RECORDS SUPPLIED.
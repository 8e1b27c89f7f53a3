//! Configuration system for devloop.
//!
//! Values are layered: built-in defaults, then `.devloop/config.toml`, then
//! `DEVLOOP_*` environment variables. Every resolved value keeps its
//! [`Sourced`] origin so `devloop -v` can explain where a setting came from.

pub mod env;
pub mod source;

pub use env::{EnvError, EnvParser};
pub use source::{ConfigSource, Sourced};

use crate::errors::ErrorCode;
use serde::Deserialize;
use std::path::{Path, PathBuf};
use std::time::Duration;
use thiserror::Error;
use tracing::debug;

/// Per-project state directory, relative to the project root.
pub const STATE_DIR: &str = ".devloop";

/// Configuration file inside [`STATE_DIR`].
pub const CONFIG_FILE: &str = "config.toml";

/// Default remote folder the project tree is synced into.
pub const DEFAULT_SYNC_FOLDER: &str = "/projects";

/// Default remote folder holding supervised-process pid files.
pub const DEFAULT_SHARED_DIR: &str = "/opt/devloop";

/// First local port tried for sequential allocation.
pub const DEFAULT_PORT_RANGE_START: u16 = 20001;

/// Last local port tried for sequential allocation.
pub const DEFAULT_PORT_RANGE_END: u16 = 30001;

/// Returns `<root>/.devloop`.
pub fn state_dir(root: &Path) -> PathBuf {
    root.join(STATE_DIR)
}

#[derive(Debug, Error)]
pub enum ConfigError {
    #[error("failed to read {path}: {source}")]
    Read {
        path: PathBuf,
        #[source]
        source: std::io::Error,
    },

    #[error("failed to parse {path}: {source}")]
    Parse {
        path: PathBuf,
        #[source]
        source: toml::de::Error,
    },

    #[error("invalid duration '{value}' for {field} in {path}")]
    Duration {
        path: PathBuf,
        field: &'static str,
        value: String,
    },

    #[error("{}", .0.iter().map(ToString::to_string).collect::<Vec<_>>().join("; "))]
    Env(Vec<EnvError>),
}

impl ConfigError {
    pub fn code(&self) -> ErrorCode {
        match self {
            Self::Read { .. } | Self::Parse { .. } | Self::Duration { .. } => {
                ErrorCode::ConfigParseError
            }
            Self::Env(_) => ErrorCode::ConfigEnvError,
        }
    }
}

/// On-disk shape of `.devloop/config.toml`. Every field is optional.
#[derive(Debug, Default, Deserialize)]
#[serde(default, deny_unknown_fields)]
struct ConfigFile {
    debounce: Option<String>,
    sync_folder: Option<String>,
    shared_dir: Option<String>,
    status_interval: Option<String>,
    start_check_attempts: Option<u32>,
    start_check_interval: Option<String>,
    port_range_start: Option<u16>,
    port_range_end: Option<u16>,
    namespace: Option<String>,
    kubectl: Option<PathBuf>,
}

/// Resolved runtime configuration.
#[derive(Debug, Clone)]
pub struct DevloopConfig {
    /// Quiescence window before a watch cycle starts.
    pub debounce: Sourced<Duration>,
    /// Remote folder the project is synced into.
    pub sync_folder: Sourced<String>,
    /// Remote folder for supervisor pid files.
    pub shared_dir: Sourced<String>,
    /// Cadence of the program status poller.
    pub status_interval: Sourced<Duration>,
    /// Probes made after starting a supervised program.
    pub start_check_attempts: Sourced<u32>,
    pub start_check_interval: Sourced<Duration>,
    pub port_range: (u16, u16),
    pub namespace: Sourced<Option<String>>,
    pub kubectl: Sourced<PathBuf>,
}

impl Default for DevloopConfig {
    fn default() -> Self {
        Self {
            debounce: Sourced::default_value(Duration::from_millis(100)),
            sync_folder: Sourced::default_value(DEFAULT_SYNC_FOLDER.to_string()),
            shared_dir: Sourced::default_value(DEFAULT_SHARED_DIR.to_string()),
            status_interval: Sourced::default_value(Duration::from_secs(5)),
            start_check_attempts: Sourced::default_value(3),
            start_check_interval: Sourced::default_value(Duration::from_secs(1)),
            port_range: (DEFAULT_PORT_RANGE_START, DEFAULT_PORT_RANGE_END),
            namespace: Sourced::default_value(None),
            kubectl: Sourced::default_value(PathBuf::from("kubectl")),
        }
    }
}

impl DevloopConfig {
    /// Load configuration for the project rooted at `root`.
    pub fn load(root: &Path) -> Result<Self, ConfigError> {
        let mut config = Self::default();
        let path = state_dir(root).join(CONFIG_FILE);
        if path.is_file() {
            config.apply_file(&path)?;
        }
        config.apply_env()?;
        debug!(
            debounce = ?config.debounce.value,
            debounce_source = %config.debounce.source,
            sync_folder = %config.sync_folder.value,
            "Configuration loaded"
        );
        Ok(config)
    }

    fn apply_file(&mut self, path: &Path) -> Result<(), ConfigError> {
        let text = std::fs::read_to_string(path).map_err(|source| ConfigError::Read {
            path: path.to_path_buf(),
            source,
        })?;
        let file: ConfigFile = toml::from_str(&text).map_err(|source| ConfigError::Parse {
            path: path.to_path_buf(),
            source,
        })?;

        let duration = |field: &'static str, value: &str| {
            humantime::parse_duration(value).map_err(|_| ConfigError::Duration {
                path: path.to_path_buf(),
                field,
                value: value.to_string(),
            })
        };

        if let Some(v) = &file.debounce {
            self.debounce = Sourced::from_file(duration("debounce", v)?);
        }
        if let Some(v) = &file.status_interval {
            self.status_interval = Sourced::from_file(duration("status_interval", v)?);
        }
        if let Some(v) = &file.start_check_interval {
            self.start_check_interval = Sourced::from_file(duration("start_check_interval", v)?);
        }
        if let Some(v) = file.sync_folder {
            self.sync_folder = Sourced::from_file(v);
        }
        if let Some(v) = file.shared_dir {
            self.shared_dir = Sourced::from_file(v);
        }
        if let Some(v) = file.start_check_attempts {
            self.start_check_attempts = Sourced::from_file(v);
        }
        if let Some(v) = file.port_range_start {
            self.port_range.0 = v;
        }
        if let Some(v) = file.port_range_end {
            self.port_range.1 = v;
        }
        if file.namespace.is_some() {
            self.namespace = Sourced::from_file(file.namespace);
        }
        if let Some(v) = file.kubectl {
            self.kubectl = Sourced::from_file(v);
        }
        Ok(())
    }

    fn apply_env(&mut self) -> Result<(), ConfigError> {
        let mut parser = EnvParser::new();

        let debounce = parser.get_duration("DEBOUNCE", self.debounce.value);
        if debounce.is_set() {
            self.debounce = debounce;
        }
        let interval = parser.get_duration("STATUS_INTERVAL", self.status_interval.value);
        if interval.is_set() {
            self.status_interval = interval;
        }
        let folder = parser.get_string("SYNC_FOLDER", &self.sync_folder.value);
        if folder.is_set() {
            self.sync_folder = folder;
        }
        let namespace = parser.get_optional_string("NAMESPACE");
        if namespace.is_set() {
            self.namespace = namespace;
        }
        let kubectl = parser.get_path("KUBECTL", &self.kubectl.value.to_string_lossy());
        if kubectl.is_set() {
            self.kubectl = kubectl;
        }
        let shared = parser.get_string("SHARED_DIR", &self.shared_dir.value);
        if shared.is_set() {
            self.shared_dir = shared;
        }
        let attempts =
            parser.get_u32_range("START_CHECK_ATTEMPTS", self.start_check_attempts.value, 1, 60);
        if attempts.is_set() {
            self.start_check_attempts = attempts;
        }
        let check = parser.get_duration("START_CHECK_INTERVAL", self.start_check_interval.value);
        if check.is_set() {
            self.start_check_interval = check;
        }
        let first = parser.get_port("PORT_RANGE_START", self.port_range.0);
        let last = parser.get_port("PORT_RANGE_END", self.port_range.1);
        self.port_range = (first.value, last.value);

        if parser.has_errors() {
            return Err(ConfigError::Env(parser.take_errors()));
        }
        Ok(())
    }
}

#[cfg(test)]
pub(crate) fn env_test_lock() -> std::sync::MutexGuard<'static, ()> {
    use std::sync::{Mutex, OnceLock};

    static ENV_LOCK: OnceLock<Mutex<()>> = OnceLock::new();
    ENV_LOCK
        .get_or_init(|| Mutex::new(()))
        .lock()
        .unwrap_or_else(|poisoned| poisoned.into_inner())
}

WHAT IS REQUIRED. Extract, please, the lines from the start of the entries above through the one with "use std::time::Duration;", both included, reproducing each exactly and adding nothing.

WRITTEN SOLUTION.
repository 8e1b27c89f7f53a3
//! Configuration system for devloop.
//!
//! Values are layered: built-in defaults, then `.devloop/config.toml`, then
//! `DEVLOOP_*` environment variables. Every resolved value keeps its
//! [`Sourced`] origin so `devloop -v` can explain where a setting came from.

pub mod env;
pub mod source;

pub use env::{EnvError, EnvParser};
pub use source::{ConfigSource, Sourced};

use crate::errors::ErrorCode;
use serde::Deserialize;
use std::path::{Path, PathBuf};
use std::time::Duration;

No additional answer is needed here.